At the end of his twenty-five-year career, Olmsted and his firm had designed more than five hundred projects throughout the United States—mostly of the urban-improvement variety. In addition to New York City’s Central Park, Olmsted was the designer of the US Capitol Grounds, the Biltmore Estate property in Asheville, North Carolina, and the Stanford University Campus in Palo Alto, California. He also served as site planner for Chicago’s 1893 World’s Columbian Exposition. Since he emphasized emulating the scenic value of the natural world in his work, Olmsted also spent great deal of time helping humans experience nonurban parks. He was head of the first Yosemite National Park commission and leader of the campaign to protect Niagara Falls.

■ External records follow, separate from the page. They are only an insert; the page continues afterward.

//! Deep left-to-right merge of route trees.
//!
//! Neither input is modified. Positions present in both trees get new nodes;
//! subtrees present on one side only are shared by reference.

use std::collections::HashMap;
use std::sync::Arc;

use log::debug;

use crate::error::RouteError;
use crate::handler::MergeHandler;

use super::node::{ParametricChild, RouteTreeNode};

impl<H: MergeHandler> RouteTreeNode<H> {
    /// Merge `other` into a copy of `self`.
    ///
    /// Where both trees have a handler at the same position, `self`'s handler
    /// is merged with `other`'s via [`MergeHandler::merge`]. Where both have a
    /// parametric child, `other`'s segment descriptor wins and the subtrees are
    /// merged. The merged node carries `other`'s label.
    pub fn merge(&self, other: &RouteTreeNode<H>) -> RouteTreeNode<H> {
        debug!("merging route tree {} into {}", other.label(), self.label());
        self.merge_node(other)
    }

    /// Merge a sequence of trees left to right.
    pub fn merge_all<I>(nodes: I) -> Result<RouteTreeNode<H>, RouteError>
    where
        I: IntoIterator<Item = RouteTreeNode<H>>,
    {
        let mut nodes = nodes.into_iter();
        let first = nodes.next().ok_or(RouteError::NothingToMerge)?;
        Ok(nodes.fold(first, |acc, node| acc.merge(&node)))
    }

    fn merge_node(&self, other: &RouteTreeNode<H>) -> RouteTreeNode<H> {
        RouteTreeNode::from_parts(
            other.label().to_string(),
            self.merged_handler(other),
            self.merged_literal_children(other),
            self.merged_parametric_child(other),
            self.merged_wildcard_child(other),
        )
    }

    fn merged_handler(&self, other: &RouteTreeNode<H>) -> Option<Arc<H>> {
        match (self.shared_handler(), other.shared_handler()) {
            (Some(mine), Some(theirs)) => Some(Arc::new(mine.merge(theirs))),
            (Some(mine), None) => Some(Arc::clone(mine)),
            (None, theirs) => theirs.cloned(),
        }
    }

    fn merged_literal_children(&self, other: &RouteTreeNode<H>) -> HashMap<String, Arc<RouteTreeNode<H>>> {
        let mut children = self.shared_literal_children().clone();

        for (segment, theirs) in other.shared_literal_children() {
            let merged = match self.shared_literal_children().get(segment) {
                Some(mine) => Arc::new(mine.merge_node(theirs)),
                None => Arc::clone(theirs),
            };
            children.insert(segment.clone(), merged);
        }

        children
    }

    fn merged_parametric_child(&self, other: &RouteTreeNode<H>) -> Option<ParametricChild<H>> {
        match (self.parametric_child(), other.parametric_child()) {
            (Some(mine), Some(theirs)) => Some(ParametricChild::new(
                Arc::clone(theirs.shared_segment()),
                mine.shared_node().merge_node(theirs.shared_node()),
            )),
            (Some(mine), None) => Some(mine.clone()),
            (None, theirs) => theirs.cloned(),
        }
    }

    fn merged_wildcard_child(&self, other: &RouteTreeNode<H>) -> Option<Arc<RouteTreeNode<H>>> {
        match (self.shared_wildcard_child(), other.shared_wildcard_child()) {
            (Some(mine), Some(theirs)) => Some(Arc::new(mine.merge_node(theirs))),
            (Some(mine), None) => Some(Arc::clone(mine)),
            (None, theirs) => theirs.cloned(),
        }
    }
}
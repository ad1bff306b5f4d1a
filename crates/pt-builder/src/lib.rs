//! PathTree Route Builders
//!
//! This crate assembles route trees for `pt-core`: nested trees with
//! [`RouteTreeBuilder`], one route at a time with [`SingleRouteBuilder`], and
//! whole route tables from textual patterns with [`compose_routes`].

pub mod builder;
pub mod compose;
pub mod pattern;
pub mod single;

#[cfg(test)]
mod test_support;

pub use builder::RouteTreeBuilder;
pub use compose::compose_routes;
pub use pattern::parse_route;
pub use single::SingleRouteBuilder;
use std::sync::Arc;

use criterion::{black_box, criterion_group, criterion_main, Criterion};

use pt_core::{
    match_route, MergeHandler, NumberSegment, RouteHandler, RouteMatch, RouteTreeNode, RouteTreeNodeBuilder,
    SegmentedPath, StringSegment,
};

struct Id(u32);

impl MergeHandler for Id {
    fn merge(&self, other: &Self) -> Self {
        Id(other.0)
    }
}

impl RouteHandler<SegmentedPath> for Id {
    type Output = u32;

    fn call(&self, route_match: &RouteMatch<'_, SegmentedPath>) -> u32 {
        self.0 + route_match.wildcard().len() as u32
    }
}

fn leaf(id: u32) -> RouteTreeNode<Id> {
    let mut builder = RouteTreeNodeBuilder::new();
    builder.set_handler(Id(id));
    builder.create_node("leaf")
}

/// `/section-N/items/:id/comments/:slug` for a few hundred sections, merged
/// one route at a time, plus a `/static/*` wildcard.
fn build_tree() -> RouteTreeNode<Id> {
    let mut tree = RouteTreeNode::empty();
    for section in 0..256u32 {
        let mut comments = RouteTreeNodeBuilder::new();
        comments
            .set_parametric_child(Arc::new(StringSegment::new("slug")), leaf(section))
            .expect("slot should be free");

        let mut item = RouteTreeNodeBuilder::new();
        item.add_literal_child("comments", comments.create_node("comments"))
            .expect("key should be valid");

        let mut items = RouteTreeNodeBuilder::new();
        items
            .set_parametric_child(Arc::new(NumberSegment::new("id")), item.create_node("item"))
            .expect("slot should be free");

        let mut section_node = RouteTreeNodeBuilder::new();
        section_node
            .add_literal_child("items", items.create_node("items"))
            .expect("key should be valid");

        let mut root = RouteTreeNodeBuilder::new();
        root.add_literal_child(format!("section-{section}"), section_node.create_node("section"))
            .expect("key should be valid");
        tree = tree.merge(&root.create_node("::ROOT::"));
    }

    let mut files = RouteTreeNodeBuilder::new();
    files.set_wildcard_child(leaf(9999)).expect("slot should be free");
    let mut root = RouteTreeNodeBuilder::new();
    root.add_literal_child("static", files.create_node("static"))
        .expect("key should be valid");
    tree.merge(&root.create_node("::ROOT::"))
}

fn bench_matching(c: &mut Criterion) {
    let tree = build_tree();
    let hit = SegmentedPath::parse("/section-200/items/42/comments/hello-world");
    let miss = SegmentedPath::parse("/section-200/items/not-a-number/comments/x");
    let wildcard = SegmentedPath::parse("/static/css/site/main.css");

    c.bench_function("match_hit", |b| b.iter(|| match_route(&tree, black_box(&hit))));
    c.bench_function("match_miss", |b| b.iter(|| match_route(&tree, black_box(&miss))));
    c.bench_function("match_wildcard", |b| b.iter(|| match_route(&tree, black_box(&wildcard))));
    c.bench_function("merge_trees", |b| b.iter(|| tree.merge(black_box(&tree))));
}

criterion_group!(benches, bench_matching);
criterion_main!(benches);
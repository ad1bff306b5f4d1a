//! Route pattern parser.
//!
//! Grammar, one item per `/`-separated segment:
//!
//! - `name`: literal segment
//! - `:name` or `:name:str`: string parameter
//! - `:name:int`: integer parameter
//! - `*`: wildcard, last segment only
//!
//! The empty pattern and `/` both denote the root.

use pt_core::tree::is_valid_segment;
use pt_core::RouteError;

use crate::single::SingleRouteBuilder;

const WILDCARD: &str = "*";
const PARAM_MARKER: char = ':';

/// Parse a textual route into a single-route builder.
pub fn parse_route(pattern: &str) -> Result<SingleRouteBuilder, RouteError> {
    let body = pattern.strip_prefix('/').unwrap_or(pattern);
    let body = body.strip_suffix('/').unwrap_or(body);

    let mut route = SingleRouteBuilder::new();
    if body.is_empty() {
        return Ok(route);
    }

    let segments: Vec<&str> = body.split('/').collect();
    let last = segments.len() - 1;

    for (index, raw) in segments.into_iter().enumerate() {
        if raw == WILDCARD {
            if index != last {
                return Err(invalid(pattern, "wildcard must be the last segment"));
            }
            route = route.wildcard();
            continue;
        }

        if let Some(param) = raw.strip_prefix(PARAM_MARKER) {
            let (name, kind) = match param.split_once(PARAM_MARKER) {
                Some((name, kind)) => (name, kind),
                None => (param, "str"),
            };
            if name.is_empty() {
                return Err(invalid(pattern, "parameter name is empty"));
            }
            route = match kind {
                "str" | "string" => route.param(name),
                "int" | "number" => route.number(name),
                other => return Err(invalid(pattern, &format!("unknown parameter type {other:?}"))),
            };
            continue;
        }

        if !is_valid_segment(raw) {
            return Err(invalid(pattern, &format!("segment {raw:?} contains invalid characters")));
        }
        route = route.path(raw);
    }

    Ok(route)
}

fn invalid(pattern: &str, reason: &str) -> RouteError {
    RouteError::InvalidPattern {
        pattern: pattern.to_string(),
        reason: reason.to_string(),
    }
}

Olmsted was one of the first people to practice this field and is now widely considered to be the “Father of American Landscape Architecture”. His main goal—no matter what he was working on—was to improve the human experience. He wanted his parks to be available to all people, no matter their cultural status or lifestyle. Also, in one of the first official instances of social justice, Olmsted’s antislavery letters were published individually, and then, in 1861, were collected into one book, entitled The Cotton Kingdom.
Even though Olmstead died just after the turn of the twentieth century, the landscape architecture firm he founded successfully lived on until 1979—in the capable hands of his sons and their successors. Today, his home and office are owned and managed by the National Park Service as the Olmsted National Historic Site, located in Brookline, Massachusetts. Many of his conceptual drawings and detailed plans also can be found in the Library of Congress in Washington, DC.
What architect so noble . . . as he who, with far-reaching conception of beauty, in designing power, sketches the outlines, writes the colors, becomes the builder and directs the shadows of a picture so great that Nature shall be employed upon it for generations, before the work he arranged for her shall realize his intentions.
Olmsted dovetailed his passion for the natural world with his profound belief that everyone should have access to quiet green spaces for solitude and reflection, away from the din and clamor of our nation’s expanding urban areas. He turned his quest and extraordinary vision for improving the human condition into a unique profession that endures today throughout the world. His dedication to realizing his childhood dream by inventing something the world had never before seen should certainly be something imitated by today’s climate activists. Perhaps new, yet undreamed of, technology holds the key to designing a world future compatible with climate change.